Does Zulu have any font rendering/font differences?

Yes. Oracle ships T2K, a third party closed source font rendering library, and Monotype Lucida font files. OpenJDK depends on the Freetype font rendering library which Zulu ships in the base package. Azul also makes available relicensed copies of the Lucida fonts via the Zulu Commercial Compatibility Kit (CCK).

Does Zulu use Cryptography Extensions?

The Zulu Cryptography Extension Kit (CEK) package provides the same unlimited cipher strength as Oracle’s JCE add-on. It ships as an add-on to Zulu.

Does Zulu use JavaFX?

Java FX is an Oracle product. OpenJFX is not part of OpenJDK and is therefore not included in Zulu distributions. Persons interested in OpenJFX support should contact their Azul representative. 

Does Zulu use the Mission Control or Flight Recorder commercial features?

Not at this time.

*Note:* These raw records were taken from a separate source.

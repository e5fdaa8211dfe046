//! Cluster-based train/test split.
//!
//! Observations linked transitively by co-occurrence form a cluster. A
//! cluster goes to the test split only when every outside observation is
//! farther than the exclusion distance, so no test observation can share
//! covariates or imagery with a training observation. Whole clusters are then
//! moved back to train at random until the test fraction respects its cap.

use std::collections::{BTreeMap, HashMap};
use std::fmt;

use log::{debug, info, warn};
use rand::Rng;
use serde::{Deserialize, Serialize};

use crate::error::{OptionExt, Result, SplitError};
use crate::overlap::OverlapTable;
use crate::spatial_index::SpatialIndex;
use crate::union_find::UnionFind;
use crate::{ObservationId, SplitConfig};

/// Cluster identifier, assigned in discovery order starting at 0.
pub type ClusterId = usize;

/// Which partition an observation belongs to.
#[derive(Debug, Clone, Copy, PartialEq, Eq, Hash, Serialize, Deserialize)]
#[serde(rename_all = "lowercase")]
pub enum SplitLabel {
    Train,
    Test,
}

impl SplitLabel {
    pub fn as_str(&self) -> &'static str {
        match self {
            SplitLabel::Train => "train",
            SplitLabel::Test => "test",
        }
    }
}

impl fmt::Display for SplitLabel {
    fn fmt(&self, f: &mut fmt::Formatter<'_>) -> fmt::Result {
        f.write_str(self.as_str())
    }
}

/// A connected component of the overlap graph.
#[derive(Debug, Clone)]
pub struct Cluster {
    pub id: ClusterId,
    /// Row indices of the members, ascending
    pub members: Vec<usize>,
    /// First member in table order; its location stands in for the cluster
    pub representative: usize,
    pub latitude: f64,
    pub longitude: f64,
    /// Minimum distance from any member to any non-member (metres)
    pub next_dist: f64,
    pub label: SplitLabel,
}

impl Cluster {
    pub fn size(&self) -> usize {
        self.members.len()
    }

    pub fn summary(&self) -> ClusterSummary {
        ClusterSummary {
            next_dist: self.next_dist,
            size: self.size(),
            latitude: self.latitude,
            longitude: self.longitude,
        }
    }
}

/// Persisted description of one cluster.
#[derive(Debug, Clone, PartialEq, Serialize, Deserialize)]
pub struct ClusterSummary {
    pub next_dist: f64,
    pub size: usize,
    pub latitude: f64,
    pub longitude: f64,
}

/// Split columns for one observation.
#[derive(Debug, Clone, PartialEq, Serialize, Deserialize)]
pub struct SplitAssignment {
    pub label: SplitLabel,
    pub cluster_id: ClusterId,
    /// The owning cluster's `next_dist`
    pub cluster_next_dist: f64,
    /// This observation's own distance to the nearest non-member
    pub member_next_dist: f64,
    /// Distance to the nearest observation outside the co-occurrence radius
    pub neighbor_dist: Option<f64>,
}

/// Result of a cluster split.
#[derive(Debug, Clone, Default)]
pub struct ClusterSplit {
    /// One entry per row of the input table
    pub assignments: Vec<SplitAssignment>,
    pub clusters: Vec<Cluster>,
    /// Test fraction before rebalancing
    pub initial_test_fraction: f64,
    /// Clusters moved from test to train, in relabel order
    pub relabeled: Vec<ClusterId>,
}

impl ClusterSplit {
    pub fn test_count(&self) -> usize {
        self.assignments
            .iter()
            .filter(|a| a.label == SplitLabel::Test)
            .count()
    }

    pub fn test_fraction(&self) -> f64 {
        if self.assignments.is_empty() {
            return 0.0;
        }
        self.test_count() as f64 / self.assignments.len() as f64
    }

    pub fn cluster(&self, id: ClusterId) -> Option<&Cluster> {
        self.clusters.get(id)
    }

    /// Ids of the clusters currently labelled test, ascending.
    pub fn test_clusters(&self) -> Vec<ClusterId> {
        self.clusters
            .iter()
            .filter(|c| c.label == SplitLabel::Test)
            .map(|c| c.id)
            .collect()
    }

    /// Summaries of the clusters with the given label.
    pub fn summaries(&self, label: SplitLabel) -> BTreeMap<ClusterId, ClusterSummary> {
        self.clusters
            .iter()
            .filter(|c| c.label == label)
            .map(|c| (c.id, c.summary()))
            .collect()
    }

    fn relabel(&mut self, id: ClusterId, label: SplitLabel) {
        let cluster = &mut self.clusters[id];
        cluster.label = label;
        for &member in &cluster.members {
            self.assignments[member].label = label;
        }
    }
}

/// Assigns co-occurrence clusters to train or test.
#[derive(Debug, Clone)]
pub struct ClusterSplitter {
    exclusion_distance: f64,
    test_fraction_cap: f64,
    overlap_radius: f64,
}

impl ClusterSplitter {
    pub fn new(exclusion_distance: f64, test_fraction_cap: f64, overlap_radius: f64) -> Self {
        Self {
            exclusion_distance,
            test_fraction_cap,
            overlap_radius,
        }
    }

    pub fn from_config(config: &SplitConfig) -> Self {
        Self::new(
            config.exclusion_distance_m,
            config.test_fraction_cap,
            config.overlap_radius(),
        )
    }

    /// Connected components of the overlap sets, as row indices.
    ///
    /// Fails if a set references an unknown id or the sets are not
    /// symmetric. Components are ordered by their first row.
    pub fn find_clusters(&self, table: &OverlapTable) -> Result<Vec<Vec<usize>>> {
        let index_of: HashMap<ObservationId, usize> = table
            .observations
            .iter()
            .enumerate()
            .map(|(idx, obs)| (obs.id, idx))
            .collect();

        let mut uf = UnionFind::new(table.len());
        for (idx, columns) in table.overlaps.iter().enumerate() {
            let owner = table.observations[idx].id;
            for &other_id in &columns.overlapping_ids {
                let other = index_of
                    .get(&other_id)
                    .copied()
                    .ok_or_unknown_observation(owner, other_id)?;
                if !table.overlaps[other].overlapping_ids.contains(&owner) {
                    return Err(SplitError::AsymmetricOverlap {
                        a: other_id,
                        b: owner,
                    });
                }
                uf.union(idx, other);
            }
        }

        Ok(uf.components())
    }

    /// Cluster the table, label clusters by isolation, then rebalance.
    pub fn split<R: Rng + ?Sized>(&self, table: &OverlapTable, rng: &mut R) -> Result<ClusterSplit> {
        let n = table.len();
        if n == 0 {
            return Ok(ClusterSplit::default());
        }

        let components = self.find_clusters(table)?;

        let points: Vec<[f64; 2]> = table.observations.iter().map(|o| o.point()).collect();
        let mut index = SpatialIndex::build(&points, n);

        let mut cluster_of = vec![0usize; n];
        for (id, members) in components.iter().enumerate() {
            for &member in members {
                cluster_of[member] = id;
            }
        }

        let mut member_dist = vec![0.0f64; n];
        let mut clusters = Vec::with_capacity(components.len());

        for (id, members) in components.into_iter().enumerate() {
            if members.len() == n {
                return Err(SplitError::DegenerateCluster {
                    cluster_id: id,
                    size: n,
                });
            }

            let mut next_dist = f64::INFINITY;
            let outside = index.nearest_outside(&members, &points);
            for (&member, nearest) in members.iter().zip(outside) {
                let nearest = nearest.ok_or(SplitError::DegenerateCluster {
                    cluster_id: id,
                    size: members.len(),
                })?;
                member_dist[member] = nearest.distance;
                next_dist = next_dist.min(nearest.distance);
            }

            let representative = members[0];
            let rep = &table.observations[representative];
            let label = if next_dist > self.exclusion_distance {
                SplitLabel::Test
            } else {
                SplitLabel::Train
            };

            clusters.push(Cluster {
                id,
                members,
                representative,
                latitude: rep.latitude,
                longitude: rep.longitude,
                next_dist,
                label,
            });
        }

        let assignments = (0..n)
            .map(|idx| {
                let cluster = &clusters[cluster_of[idx]];
                SplitAssignment {
                    label: cluster.label,
                    cluster_id: cluster.id,
                    cluster_next_dist: cluster.next_dist,
                    member_next_dist: member_dist[idx],
                    neighbor_dist: index
                        .nearest_beyond(points[idx], self.overlap_radius)
                        .map(|nb| nb.distance),
                }
            })
            .collect();

        let mut split = ClusterSplit {
            assignments,
            clusters,
            initial_test_fraction: 0.0,
            relabeled: Vec::new(),
        };
        split.initial_test_fraction = split.test_fraction();

        info!(
            "[Clusters] {} clusters over {} observations, {} test clusters ({:.2}% of observations) at exclusion distance {} m",
            split.clusters.len(),
            n,
            split.test_clusters().len(),
            split.initial_test_fraction * 100.0,
            self.exclusion_distance
        );

        self.rebalance(&mut split, rng);
        Ok(split)
    }

    /// Move random test clusters to train until the test fraction is at or
    /// below the cap.
    ///
    /// Only test -> train moves happen and the last test cluster is never
    /// moved, so the final fraction is at most the cap plus one cluster.
    /// Returns the relabelled cluster ids.
    pub fn rebalance<R: Rng + ?Sized>(&self, split: &mut ClusterSplit, rng: &mut R) -> Vec<ClusterId> {
        let total = split.assignments.len();
        if total == 0 {
            return Vec::new();
        }

        let mut test_clusters = split.test_clusters();
        let mut test_count = split.test_count();
        let mut moved = Vec::new();

        if test_count as f64 / total as f64 > self.test_fraction_cap {
            info!(
                "[Clusters] Trimming test set from {:.3}% of dataset to {:.3}%",
                test_count as f64 / total as f64 * 100.0,
                self.test_fraction_cap * 100.0
            );
        }

        while test_count as f64 / total as f64 > self.test_fraction_cap && test_clusters.len() > 1
        {
            let pick = rng.gen_range(0..test_clusters.len());
            let id = test_clusters.remove(pick);
            test_count -= split.clusters[id].size();
            split.relabel(id, SplitLabel::Train);
            debug!(
                "[Clusters] Relabelled cluster {} ({} observations) to train",
                id,
                split.clusters[id].size()
            );
            moved.push(id);
        }

        if test_count as f64 / total as f64 > self.test_fraction_cap {
            warn!(
                "[Clusters] Single remaining test cluster holds {:.3}% of observations, above the {:.3}% cap",
                test_count as f64 / total as f64 * 100.0,
                self.test_fraction_cap * 100.0
            );
        }

        split.relabeled.extend(moved.iter().copied());
        moved
    }
}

Oracle announced their plans to open source both Mission Control and Flight Recorder by late 2018. Once they appear in OpenJDK, then they each may also become available from Zulu.

Does Zulu use the SNMP Protocol Adapter?

No. The SNMP protocol adapter not part of the Java SE standard or the OpenJDK project, but Oracle does ship it in its HotSpot product. It is recommended that Zulu customers use JMX which part of the Java SE standard.

Which Color Matching library does Zulu ship?

Oracle JDK ships the third party KCMS color matching library from Kodak. OpenJDK and Zulu uses the LCMS open source color matching library.

Which Anti-Aliasing 2D rendering library does Zulu ship?

Oracle JDK 9, OpenJDK 9, and Zulu 8 and 9 include the Marlin open source library.Older Oracle releases ship the third-party Ductus anti-aliasing library. Older OpenJDK and Zulu releases use the Pisces open source rendering library.

Which JavaScript engine does Zulu ship?

Oracle JDK, OpenJDK, and Zulu for JSE 8 all ship the same Nashorn engine for running JavaScript. Oracle JDK 7 and 6 ship the Mozilla Rhino engine. Azul provides the Mozilla Rhino engine as an add on to Zulu 7. OpenJDK and Zulu 6.x are compatible with Rhino, but neither provides the engine.

Are there any technical differences between Zulu community downloads and the Zulu Enterprise or Zulu Embedded binaries shipped to customers?

Zulu community downloads are always full JDKs, targeting developer-focused use cases. Subscriber downloads may be JDKs, JREs, compact profiles, or other tailored bundles, targeting production and redistribution use cases, all in addition to application development. Also, all commercial Zulu builds, whether Enterprise or Embedded, go through Azul’s source refinement process, rendering neutral any raw OpenJDK code that could carry copyleft viral contamination normally excluded by the Classpath Exception

Useful Basic Definitions:

OpenJDK project is the open source project where new Java versions are created and older versions maintained.

Java SE is the standard (specification, reference implementation, and test suite) that an implementation must pass to be certified as Java compliant.

Zulu is Azul’s binary distribution of OpenJDK that adheres to the Java SE standard and is a compliant implementation.